This page contains all important information about the batch system Slurm, that you will need to run software on the HLRN. It does not contain every feature that Slurm has to offer. For that, please consult the official documentation and the man pages.
Submission of jobs mainly happens via the sbatch
command using jobscript, but interactive jobs and node allocations are also possible using srun
or salloc
. Resource selecttion (e.g. number of nodes or cores) is handled via command parameters, or may be specified in the job script.
Partitions
Partition | Availability | Max. walltime | Nodes | Max. nodes per job | Max jobs per user | Remark |
---|---|---|---|---|---|---|
standard96 | Lise | 12:00:00 | 952 | 256 | (var) | normal nodes with 384 GB memory, default partition |
standard96:test | Lise | 1:00:00 | 32 dedicated +128 on demand | 16 | 1 | normal test nodes with higher priority but lower walltime |
large96 | Lise | 12:00:00 | 28 | 4 | (var) | fat nodes with 768 GB memory |
large96:test | Lise | 1:00:00 | 2 dedicated +2 on demand | 2 | 1 | fat test nodes with higher priority but lower walltime |
large96:shared | Lise | 48:00:00 | 2 dedicated | 1 | (var) | fat nodes for data pre- and postprocessing |
huge96 | Lise | 24:00:00 | 2 | 1 | (var) | very fat nodes with 1536 GB memory, |
medium40 | Emmy | 12:00:00 | 368 | 128 | unlimited | normal nodes with 192 GB memory, default partition |
medium40:test | Emmy | 1:00:00 | 16 dedicated +48 on demand | 8 | unlimited | normal test nodes with higher priority but lower walltime |
large40 | Emmy | 12:00:00 | 11 | 4 | unlimited | fat nodes with 768 GB memory |
large40:test | Emmy | 1:00:00 | 3 | 2 | unlimited | fat test nodes with higher priority but lower walltime |
large40:shared | Emmy | 24:00:00 | 2 | 1 | unlimited | for data pre- and postprocessing |
gpu | Emmy | 12:00:00 | 1 | 1 | unlimited | equipped with 4 x NVIDIA Tesla V100 32GB |
If you do not request a partition, you will be placed on to the default partition, which is standard96 in Berlin and medium40 in Göttingen.

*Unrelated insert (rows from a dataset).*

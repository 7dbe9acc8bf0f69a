//! Authenticated session wrapper.
//!
//! The session caches when it last authenticated against the provider. The
//! unset stamp is the "never/force" sentinel: the next wrapped call
//! authenticates first. A wrapped call that comes back `Unauthorized`
//! clears the stamp, re-authenticates, and retries exactly once; every
//! other failure surfaces unchanged, rate limiting included.
//!
//! One session instance serves one logical connector instance; the stamp is
//! instance-confined behind a lock, not shared process state.

use std::future::Future;
use std::sync::Arc;

use chrono::{DateTime, Utc};
use tokio::sync::RwLock;
use tracing::{debug, warn};

use emusync_connector::error::{ConnectorError, ConnectorResult};
use emusync_connector::secret::SecretString;

use crate::transport::{RestRequest, Transport};

/// Session/token lifecycle wrapper around a transport.
pub struct AuthenticatedSession {
    transport: Arc<dyn Transport>,
    /// Credentialed liveness request used by `authenticate` and `test`.
    ping: RestRequest,
    token: SecretString,
    last_authenticated: RwLock<Option<DateTime<Utc>>>,
}

impl AuthenticatedSession {
    /// Create a session that validates itself with the given GET request.
    ///
    /// The ping request must already carry the provider headers; the session
    /// adds the bearer credential.
    pub fn new(transport: Arc<dyn Transport>, ping: RestRequest, token: SecretString) -> Self {
        Self {
            transport,
            ping,
            token,
            last_authenticated: RwLock::new(None),
        }
    }

    /// The `Authorization` header value for requests under this session.
    pub fn authorization(&self) -> String {
        format!("Bearer {}", self.token.expose())
    }

    /// When the session last authenticated, if ever.
    pub async fn last_authenticated(&self) -> Option<DateTime<Utc>> {
        *self.last_authenticated.read().await
    }

    /// Reset the stamp to the never/force sentinel.
    pub async fn invalidate(&self) {
        *self.last_authenticated.write().await = None;
    }

    /// Validate the credential against the provider and stamp the time.
    pub async fn authenticate(&self) -> ConnectorResult<()> {
        debug!(url = %self.ping.url(), "authenticating session");
        let request = self
            .ping
            .clone()
            .with_header("Authorization", self.authorization());
        self.transport.send(&request).await?.error_for_status()?;
        *self.last_authenticated.write().await = Some(Utc::now());
        Ok(())
    }

    /// Authenticate only when the sentinel says the session never has.
    pub async fn ensure_authenticated(&self) -> ConnectorResult<()> {
        if self.last_authenticated.read().await.is_none() {
            self.authenticate().await?;
        }
        Ok(())
    }

    /// Run a remote call under this session.
    ///
    /// The closure is invoked at most twice: once after the sentinel check,
    /// and once more only if the first attempt was rejected as unauthorized
    /// and re-authentication succeeded.
    pub async fn with_auth<T, F, Fut>(&self, call: F) -> ConnectorResult<T>
    where
        F: Fn() -> Fut,
        Fut: Future<Output = ConnectorResult<T>>,
    {
        self.ensure_authenticated().await?;

        match call().await {
            Ok(value) => Ok(value),
            Err(ConnectorError::Unauthorized { message }) => {
                warn!(message = %message, "session rejected, re-authenticating once");
                self.invalidate().await;
                self.authenticate().await?;
                call().await
            }
            Err(other) => Err(other),
        }
    }

    /// Lightweight liveness check against the provider.
    pub async fn test(&self) -> ConnectorResult<()> {
        let request = self
            .ping
            .clone()
            .with_header("Authorization", self.authorization());
        self.transport.send(&request).await?.error_for_status()?;
        Ok(())
    }
}

impl std::fmt::Debug for AuthenticatedSession {
    fn fmt(&self, f: &mut std::fmt::Formatter<'_>) -> std::fmt::Result {
        f.debug_struct("AuthenticatedSession")
            .field("ping", self.ping.url())
            .field("token", &self.token)
            .finish()
    }
}
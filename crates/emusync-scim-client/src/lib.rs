//! SCIM 2.0 client for enterprise directory provisioning.
//!
//! Implements the access protocol side of the connector: a thin transport
//! abstraction over `reqwest`, an authenticated session wrapper with a
//! re-authenticate-then-retry contract, page cursors for the two pagination
//! styles the provider speaks (offset/count SCIM lists and `Link`-header
//! discovery), the SCIM wire models and patch envelope, and the enterprise
//! client tying it all together. Resource schemas for users, groups, and
//! copilot seats live in [`resource`] and drive the mapping engine from
//! `emusync-connector`.

pub mod client;
pub mod config;
pub mod models;
pub mod page;
pub mod patch;
pub mod resource;
pub mod session;
pub mod transport;

pub use client::EnterpriseClient;
pub use config::ClientConfig;
pub use emusync_connector::error::{ConnectorError, ConnectorResult};
pub use page::{drain, LinkHeaderPaging, NextPage, OffsetPage, OffsetPaging, Page, PageCursor};
pub use patch::PatchOperations;
pub use session::AuthenticatedSession;
pub use transport::{HttpTransport, Method, RestRequest, RestResponse, Transport};
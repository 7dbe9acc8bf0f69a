//! Enterprise directory client.
//!
//! High-level CRUD and search operations against the provider's SCIM user
//! and group resources and its seat listing. Every request carries the SCIM
//! `Accept` header and the provider API version header; writes add the SCIM
//! content type. Remote calls run under the [`AuthenticatedSession`] and all
//! failures surface as classified domain errors.

use std::sync::Arc;

use serde::Serialize;
use tracing::debug;
use url::Url;

use emusync_connector::error::{ConnectorError, ConnectorResult};
use emusync_connector::operation::Uid;

use crate::config::ClientConfig;
use crate::models::{
    CopilotSeat, ScimGroup, ScimListResponse, ScimUser, SeatPage, API_VERSION_HEADER,
    GROUP_SCHEMA, SCIM_CONTENT_TYPE, USER_SCHEMA,
};
use crate::page::{drain, PageCursor};
use crate::patch::PatchOperations;
use crate::session::AuthenticatedSession;
use crate::transport::{HttpTransport, Method, RestRequest, Transport};

/// Client for one enterprise's directory resources.
///
/// One client instance owns one [`AuthenticatedSession`]; instances are not
/// meant to be shared across logical connector instances.
pub struct EnterpriseClient {
    config: ClientConfig,
    transport: Arc<dyn Transport>,
    session: AuthenticatedSession,
}

impl EnterpriseClient {
    /// Build a client with the production HTTP transport.
    pub fn new(config: ClientConfig) -> ConnectorResult<Self> {
        config.validate()?;
        let transport = Arc::new(HttpTransport::new(
            config.connection_timeout(),
            config.read_timeout(),
            config.tls_verify,
        )?);
        Self::with_transport(config, transport)
    }

    /// Build a client over an explicit transport (tests, instrumentation).
    pub fn with_transport(
        config: ClientConfig,
        transport: Arc<dyn Transport>,
    ) -> ConnectorResult<Self> {
        config.validate()?;
        // The session validates itself against the user listing; one result
        // is enough to prove the credential works.
        let ping = RestRequest::get(parse_url(&format!("{}/Users", config.scim_base()))?)
            .with_header("Accept", SCIM_CONTENT_TYPE)
            .with_header(API_VERSION_HEADER, config.api_version.clone())
            .with_query("count", "1");
        let session = AuthenticatedSession::new(transport.clone(), ping, config.token.clone());
        Ok(Self {
            config,
            transport,
            session,
        })
    }

    /// The session backing this client.
    pub fn session(&self) -> &AuthenticatedSession {
        &self.session
    }

    /// Lightweight liveness check against the provider.
    pub async fn test(&self) -> ConnectorResult<()> {
        self.session.test().await
    }

    // ── Users ─────────────────────────────────────────────────────────

    /// Create a user (POST `/Users`). Returns the new UID with the
    /// user name as its hint.
    pub async fn create_user(&self, user: &ScimUser) -> ConnectorResult<Uid> {
        let mut user = user.clone();
        user.schemas = vec![USER_SCHEMA.to_string()];
        let request = self.json_request(Method::Post, &self.users_url(), &user)?;
        let created: ScimUser = self.send_parsed(&request).await?;
        let id = created
            .id
            .ok_or_else(|| ConnectorError::io("provider returned a user without an id"))?;
        Ok(Uid::with_hint(id, created.user_name))
    }

    /// Get a user by id (GET `/Users/{id}`), optionally projecting only the
    /// given fetch fields through the `attributes` parameter.
    pub async fn get_user(&self, uid: &Uid, fetch_fields: &[String]) -> ConnectorResult<ScimUser> {
        let mut request = self.get_request(&self.user_url(uid.value()))?;
        if !fetch_fields.is_empty() {
            request = request.with_query("attributes", fetch_fields.join(","));
        }
        self.send_parsed(&request).await
    }

    /// Find the user with exactly the given user name, via a SCIM filter.
    pub async fn find_user_by_username(
        &self,
        user_name: &str,
    ) -> ConnectorResult<Option<ScimUser>> {
        let filter = format!("userName eq \"{}\"", escape_filter_value(user_name));
        let request = self
            .get_request(&self.users_url())?
            .with_query("filter", filter);
        let page: ScimListResponse<ScimUser> = self.send_parsed(&request).await?;
        // Anything other than exactly one match means "not found by name".
        let mut resources = page.resources;
        if resources.len() == 1 {
            Ok(Some(resources.remove(0)))
        } else {
            Ok(None)
        }
    }

    /// Patch a user (PATCH `/Users/{id}`). An empty envelope skips the
    /// remote call entirely.
    pub async fn patch_user(&self, uid: &Uid, ops: &PatchOperations) -> ConnectorResult<()> {
        if ops.is_empty() {
            debug!(uid = %uid, "no patch operations recorded, skipping PATCH");
            return Ok(());
        }
        let request = self.json_request(Method::Patch, &self.user_url(uid.value()), ops)?;
        self.send_ok(&request).await
    }

    /// Delete a user (DELETE `/Users/{id}`).
    pub async fn delete_user(&self, uid: &Uid) -> ConnectorResult<()> {
        let request = self.delete_request(&self.user_url(uid.value()))?;
        self.send_ok(&request).await
    }

    /// Open an offset/count cursor over the user listing.
    pub async fn users_cursor(
        &self,
        page_size: u32,
        page_offset: u32,
    ) -> ConnectorResult<PageCursor<ScimListResponse<ScimUser>>> {
        self.session.ensure_authenticated().await?;
        PageCursor::offset(
            self.transport.clone(),
            self.get_request(&self.users_url())?,
            page_size,
            page_offset,
        )
    }

    /// Iterate users, handing each to `on_user` until it returns false.
    ///
    /// Returns the total reported by the first page. When a page offset was
    /// requested the iteration stops after one page worth of items.
    pub async fn for_each_user<F>(
        &self,
        page_size: u32,
        page_offset: u32,
        on_user: F,
    ) -> ConnectorResult<u32>
    where
        F: FnMut(ScimUser) -> bool,
    {
        let page_size = self.effective_page_size(page_size);
        let mut cursor = self.users_cursor(page_size, page_offset).await?;
        drain(&mut cursor, item_budget(page_size, page_offset), on_user).await
    }

    // ── Groups ────────────────────────────────────────────────────────

    /// Create a group (POST `/Groups`). Returns the new UID with the
    /// display name as its hint.
    pub async fn create_group(&self, group: &ScimGroup) -> ConnectorResult<Uid> {
        let mut group = group.clone();
        group.schemas = vec![GROUP_SCHEMA.to_string()];
        let request = self.json_request(Method::Post, &self.groups_url(), &group)?;
        let created: ScimGroup = self.send_parsed(&request).await?;
        let id = created
            .id
            .ok_or_else(|| ConnectorError::io("provider returned a group without an id"))?;
        Ok(Uid::with_hint(id, created.display_name))
    }

    /// Get a group by id (GET `/Groups/{id}`).
    pub async fn get_group(
        &self,
        uid: &Uid,
        fetch_fields: &[String],
    ) -> ConnectorResult<ScimGroup> {
        let mut request = self.get_request(&self.group_url(uid.value()))?;
        if !fetch_fields.is_empty() {
            request = request.with_query("attributes", fetch_fields.join(","));
        }
        self.send_parsed(&request).await
    }

    /// Find the group with exactly the given display name.
    pub async fn find_group_by_display_name(
        &self,
        display_name: &str,
    ) -> ConnectorResult<Option<ScimGroup>> {
        let filter = format!("displayName eq \"{}\"", escape_filter_value(display_name));
        let request = self
            .get_request(&self.groups_url())?
            .with_query("filter", filter);
        let page: ScimListResponse<ScimGroup> = self.send_parsed(&request).await?;
        let mut resources = page.resources;
        if resources.len() == 1 {
            Ok(Some(resources.remove(0)))
        } else {
            Ok(None)
        }
    }

    /// Patch a group (PATCH `/Groups/{id}`). An empty envelope skips the
    /// remote call.
    pub async fn patch_group(&self, uid: &Uid, ops: &PatchOperations) -> ConnectorResult<()> {
        if ops.is_empty() {
            debug!(uid = %uid, "no patch operations recorded, skipping PATCH");
            return Ok(());
        }
        let request = self.json_request(Method::Patch, &self.group_url(uid.value()), ops)?;
        self.send_ok(&request).await
    }

    /// Delete a group (DELETE `/Groups/{id}`).
    pub async fn delete_group(&self, uid: &Uid) -> ConnectorResult<()> {
        let request = self.delete_request(&self.group_url(uid.value()))?;
        self.send_ok(&request).await
    }

    /// Open an offset/count cursor over the group listing.
    pub async fn groups_cursor(
        &self,
        page_size: u32,
        page_offset: u32,
    ) -> ConnectorResult<PageCursor<ScimListResponse<ScimGroup>>> {
        self.session.ensure_authenticated().await?;
        PageCursor::offset(
            self.transport.clone(),
            self.get_request(&self.groups_url())?,
            page_size,
            page_offset,
        )
    }

    /// Iterate groups, handing each to `on_group` until it returns false.
    pub async fn for_each_group<F>(
        &self,
        page_size: u32,
        page_offset: u32,
        on_group: F,
    ) -> ConnectorResult<u32>
    where
        F: FnMut(ScimGroup) -> bool,
    {
        let page_size = self.effective_page_size(page_size);
        let mut cursor = self.groups_cursor(page_size, page_offset).await?;
        drain(&mut cursor, item_budget(page_size, page_offset), on_group).await
    }

    // ── Seats ─────────────────────────────────────────────────────────

    /// Open a `Link`-header cursor over the seat listing.
    pub async fn seats_cursor(
        &self,
        page_size: u32,
        page_offset: u32,
    ) -> ConnectorResult<PageCursor<SeatPage<CopilotSeat>>> {
        self.session.ensure_authenticated().await?;
        PageCursor::linked(
            self.transport.clone(),
            self.get_request(&self.config.seats_url())?,
            page_size,
            page_offset,
        )
    }

    /// Iterate seats, handing each to `on_seat` until it returns false.
    pub async fn for_each_seat<F>(
        &self,
        page_size: u32,
        page_offset: u32,
        on_seat: F,
    ) -> ConnectorResult<u32>
    where
        F: FnMut(CopilotSeat) -> bool,
    {
        let page_size = self.effective_page_size(page_size);
        let mut cursor = self.seats_cursor(page_size, page_offset).await?;
        drain(&mut cursor, item_budget(page_size, page_offset), on_seat).await
    }

    /// Find the seat assigned to the account with the given id.
    ///
    /// The seat listing has no id lookup, so this scans the listing.
    pub async fn find_seat_by_assignee_id(
        &self,
        assignee_id: &str,
    ) -> ConnectorResult<Option<CopilotSeat>> {
        let mut found = None;
        self.for_each_seat(0, 0, |seat| {
            if seat.assignee.id.as_deref() == Some(assignee_id) {
                found = Some(seat);
                false
            } else {
                true
            }
        })
        .await?;
        Ok(found)
    }

    /// Find the seat assigned to the account with the given login.
    pub async fn find_seat_by_login(&self, login: &str) -> ConnectorResult<Option<CopilotSeat>> {
        let mut found = None;
        self.for_each_seat(0, 0, |seat| {
            if seat.assignee.login == login {
                found = Some(seat);
                false
            } else {
                true
            }
        })
        .await?;
        Ok(found)
    }

    // ── Request building ──────────────────────────────────────────────

    fn users_url(&self) -> String {
        format!("{}/Users", self.config.scim_base())
    }

    fn user_url(&self, id: &str) -> String {
        format!("{}/Users/{id}", self.config.scim_base())
    }

    fn groups_url(&self) -> String {
        format!("{}/Groups", self.config.scim_base())
    }

    fn group_url(&self, id: &str) -> String {
        format!("{}/Groups/{id}", self.config.scim_base())
    }

    fn base_headers(&self, request: RestRequest) -> RestRequest {
        request
            .with_header("Accept", SCIM_CONTENT_TYPE)
            .with_header(API_VERSION_HEADER, self.config.api_version.clone())
            .with_header("Authorization", self.session.authorization())
    }

    fn get_request(&self, url: &str) -> ConnectorResult<RestRequest> {
        Ok(self.base_headers(RestRequest::get(parse_url(url)?)))
    }

    fn delete_request(&self, url: &str) -> ConnectorResult<RestRequest> {
        Ok(self.base_headers(RestRequest::new(Method::Delete, parse_url(url)?)))
    }

    fn json_request<B: Serialize>(
        &self,
        method: Method,
        url: &str,
        body: &B,
    ) -> ConnectorResult<RestRequest> {
        let body = serde_json::to_value(body)
            .map_err(|e| ConnectorError::io_with_source("failed to serialize request body", e))?;
        Ok(self
            .base_headers(RestRequest::new(method, parse_url(url)?))
            .with_header("Content-Type", SCIM_CONTENT_TYPE)
            .with_body(body))
    }

    async fn send_parsed<T: serde::de::DeserializeOwned>(
        &self,
        request: &RestRequest,
    ) -> ConnectorResult<T> {
        self.session
            .with_auth(|| async move {
                self.transport
                    .send(request)
                    .await?
                    .error_for_status()?
                    .parse()
            })
            .await
    }

    async fn send_ok(&self, request: &RestRequest) -> ConnectorResult<()> {
        self.session
            .with_auth(|| async move {
                self.transport.send(request).await?.error_for_status()?;
                Ok(())
            })
            .await
    }

    fn effective_page_size(&self, page_size: u32) -> u32 {
        if page_size > 0 {
            page_size
        } else {
            self.config.default_page_size
        }
    }
}

/// Budget of items to deliver: one page worth when an offset was requested,
/// unbounded otherwise.
fn item_budget(page_size: u32, page_offset: u32) -> u32 {
    if page_offset > 0 {
        page_size
    } else {
        0
    }
}

fn parse_url(url: &str) -> ConnectorResult<Url> {
    Url::parse(url)
        .map_err(|e| ConnectorError::invalid_configuration(format!("invalid URL '{url}': {e}")))
}

/// Escape a value for use inside a SCIM filter string literal.
///
/// String values in filter expressions are enclosed in double quotes;
/// escaping backslashes and quotes prevents filter injection.
fn escape_filter_value(value: &str) -> String {
    value.replace('\\', "\\\\").replace('"', "\\\"")
}

#[cfg(test)]
mod tests {
    use super::*;

    #[test]
    fn test_escape_filter_value() {
        assert_eq!(escape_filter_value("plain"), "plain");
        assert_eq!(escape_filter_value("a\"b"), "a\\\"b");
        assert_eq!(escape_filter_value("a\\b"), "a\\\\b");
    }

    #[test]
    fn test_item_budget_applies_only_with_an_offset() {
        assert_eq!(item_budget(10, 0), 0);
        assert_eq!(item_budget(10, 5), 10);
    }
}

The default partitions are suitable for most calculations. The :test partitions are, as the name suggests, intended for shorter and smaller test runs. These have a higher priotity and a few dedicated nodes, but are limited in time and number of nodes. The :shared nodes are mainly for postprocessing. Nearly all nodes are exclusive to one job, except for the nodes in these :shared partitions.
Parameters
# nodes | -N # | 1 |
# tasks | -n # | 1 |
# tasks per node | --tasks-per-node # | 96 |
partition | -p <name> | standard96/medium40 |
# CPUs per task | -c # | Default 1, interesting for OpenMP/Hybrid jobs |
Timelimit | -t hh:mm:ss | 12:00:00 |
--mail-type=ALL | See sbatch manpage for different types |
Job Scripts
A job script can be any script that contains special instruction for Slurm. Most commonly used forms are shell scripts, such as bash
or plain sh
. But other scripting languages (e.g. Python, Perl, R) are also possible.
Codeblock | ||||||
---|---|---|---|---|---|---|
| ||||||
#!/bin/bash
#SBATCH -p medium40
#SBATCH -N 16
#SBATCH -t 06:00:00
module load impi
srun mybinary |